1.    Business Description and Basis of Presentation

 

The condensed consolidated balance sheet as of December 31, 2017 of Centric Brands Inc. and its subsidiaries (we,” “us,” the “Company” or “Centric Brands”), formerly Differential Brands Group Inc., has been derived from audited financial statements of the Company. The condensed consolidated financial statements as of and for the three and nine months ended September 30, 2018 and 2017 and the related footnote information have been prepared on a basis consistent with the consolidated financial statements as of and for the years ended December 31, 2017 and 2016. In addition, these condensed consolidated financial statements have been prepared in accordance with U.S. generally accepted accounting principles (“U.S. GAAP”) for interim financial information and Article 10 of Regulation S-X. Accordingly, they do not include all of the information and footnotes required by U.S. GAAP for complete financial statements and thus should be read in conjunction with the Company’s Annual Report on Form 10-K for the year ended December 31, 2017. In the opinion of management, the accompanying condensed consolidated financial statements contain all adjustments (consisting of normal recurring adjustments) that management considers necessary to present fairly the financial position, results of operations and cash flows of the Company for the interim periods presented.
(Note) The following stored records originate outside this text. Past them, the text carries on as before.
//! The narrow contract the traversal engine requires from a graph store.
//!
//! Element handles (`Backend::Element`) identify nodes and edges inside one
//! backend. They never leave the engine: everything returned to callers is
//! addressed by canonical path.

use std::fmt::Debug;
use std::hash::Hash;

use async_trait::async_trait;

use inventory_core::{
    CanonicalPath, DataView, Direction, Entity, EntityKind, Properties, RelativePath, Relationship,
    Result, StructuredData,
};

use crate::filter::FilterPath;

/// Storage operations consumed by the engine.
///
/// Every call is awaited to completion before the engine issues the next one,
/// and a backend must let a caller read its own writes within one sequence of
/// calls. Backend failures are reported as [`inventory_core::InventoryError::Backend`].
#[async_trait]
pub trait Backend: Send + Sync + 'static {
    /// Handle to a node or an edge.
    type Element: Clone + Debug + Eq + Hash + Send + Sync + 'static;

    /// Short name used in logs and error messages.
    fn name(&self) -> &'static str;

    /// Execute a filter path, starting from every entity node.
    ///
    /// Results are de-duplicated and keep first-seen order. Structured-data
    /// nodes are never returned.
    async fn resolve(&self, path: &FilterPath) -> Result<Vec<Self::Element>>;

    /// Materialize an entity node. Fails with `Conversion` if the node is not an
    /// entity of `kind`. Data entities come back with their full value.
    async fn convert(&self, element: &Self::Element, kind: EntityKind) -> Result<Entity>;

    /// Materialize an edge between two entities.
    async fn convert_relationship(&self, edge: &Self::Element) -> Result<Relationship>;

    /// Materialize a structured-data node.
    async fn convert_data(&self, node: &Self::Element, view: DataView) -> Result<StructuredData>;

    /// Store a new entity node. Fails with `EntityAlreadyExists` if its path is
    /// already taken; the check and the insert are atomic.
    async fn persist(&self, entity: &Entity) -> Result<Self::Element>;

    /// Store a structured-data tree and return its root node.
    async fn persist_data(&self, value: &StructuredData) -> Result<Self::Element>;

    /// Replace the stored attributes of an entity node. The path must not change.
    async fn update(&self, element: &Self::Element, entity: &Entity) -> Result<()>;

    /// Create a directed edge. No policy is applied here.
    async fn relate(
        &self,
        source: &Self::Element,
        target: &Self::Element,
        label: &str,
        properties: &Properties,
    ) -> Result<Self::Element>;

    /// Delete a node (with its incident edges) or an edge.
    async fn delete(&self, element: &Self::Element) -> Result<()>;

    /// Edges incident to `node` in `direction`, optionally only those labelled `label`.
    ///
    /// Without a label only edges between two entities are returned; edges into
    /// structured data are reached by naming their label.
    async fn get_relationships(
        &self,
        node: &Self::Element,
        direction: Direction,
        label: Option<&str>,
    ) -> Result<Vec<Self::Element>>;

    async fn get_relationship_source(&self, edge: &Self::Element) -> Result<Self::Element>;

    async fn get_relationship_target(&self, edge: &Self::Element) -> Result<Self::Element>;

    /// Delete a structured-data tree given its root node.
    async fn delete_structured_data(&self, root: &Self::Element) -> Result<()>;

    /// From a data entity node, follow its `hasData` edge and walk the
    /// key/index segments of `path`. `None` if any step is missing.
    async fn descend_to_data(
        &self,
        data_entity: &Self::Element,
        path: &RelativePath,
    ) -> Result<Option<Self::Element>>;

    async fn extract_canonical_path(&self, element: &Self::Element) -> Result<CanonicalPath>;
}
The results for the three and nine months ended September 30, 2018 are not necessarily indicative of the results anticipated for the entire year ending December 31, 2018. The preparation of financial statements in conformity with U.S. GAAP requires management to make estimates and assumptions that affect the amounts reported in the financial statements. Actual results may differ from those estimates.

 

The Company began operations in 1987 as Innovo, Inc. Since the Company’s founding, the Company has evolved from producing craft and accessory products to designing and selling apparel products. As of September 30, 2018, the Company’s principal business activities involved the design, development and worldwide marketing of: (i) apparel products, which include denim jeans, related casual wear and accessories bearing the brand name Hudson®; (ii) apparel products and accessories bearing the brand name Robert Graham®; and (iii) footwear, apparel and accessories bearing the brand name SWIMS®. As of September 30, 2018 our primary operating subsidiaries were Hudson Clothing, LLC (“Hudson”), Robert Graham Designs, LLC and Robert Graham Retail, LLC (collectively “Robert Graham or “RG”), and DFBG Swims, LLC (“Swims”). In addition, we have other non-operating subsidiaries.

 

The condensed consolidated financial statements have been prepared in accordance with accounting principles generally accepted in the United States and include the accounts of the Company and its subsidiaries. All significant intercompany balances and transactions have been eliminated in consolidation.

 

In connection with the acquisition of all of the outstanding equity interests of RG Parent LLC and its subsidiaries on January 28, 2016 (the “RG Merger”), we entered into (i) a credit and security agreement (as later amended, the “ABL Credit Agreement”) with Wells Fargo Bank, National Association, as lender, (ii) a credit and security agreement with TCW Asset Management Company, as agent, and the lenders party thereto (as later amended, the “Term Credit Agreement”), and (iii) an amended and restated deferred purchase factoring agreement with CIT Commercial Services, Inc. (“CIT”), a unit of CIT Group (the “A&R Factoring Agreement”). 

 

On July 18, 2016, the Company completed the acquisition of all of the outstanding share capital of Norwegian private limited company SWIMS AS (“SWIMS”).

 

On June 27, 2018, the Company entered into that certain Purchase and Sale Agreement (the “GBG Purchase Agreement”), dated as of June 27, 2018, by and among the Company, Global Brands Group Holding Limited (“GBG”) and GBG USA Inc., a wholly owned subsidiary of GBG (“GBG USA”), pursuant to which the Company agreed to acquire a significant part of GBG’s and its subsidiaries’ North American business, including the wholesale, retail and e-commerce operations, comprising all of their North American kids business, all of their North American accessories business and a majority of their West Coast and Canadian fashion businesses (the “GBG Acquisition”).  On October 29, 2018,  the Company completed the GBG Acquisition pursuant to the GBG Purchase Agreement for a purchase price of approximately $1.21 billion in cash, subject to certain adjustments.  See “Note 16—Subsequent Events” for further details.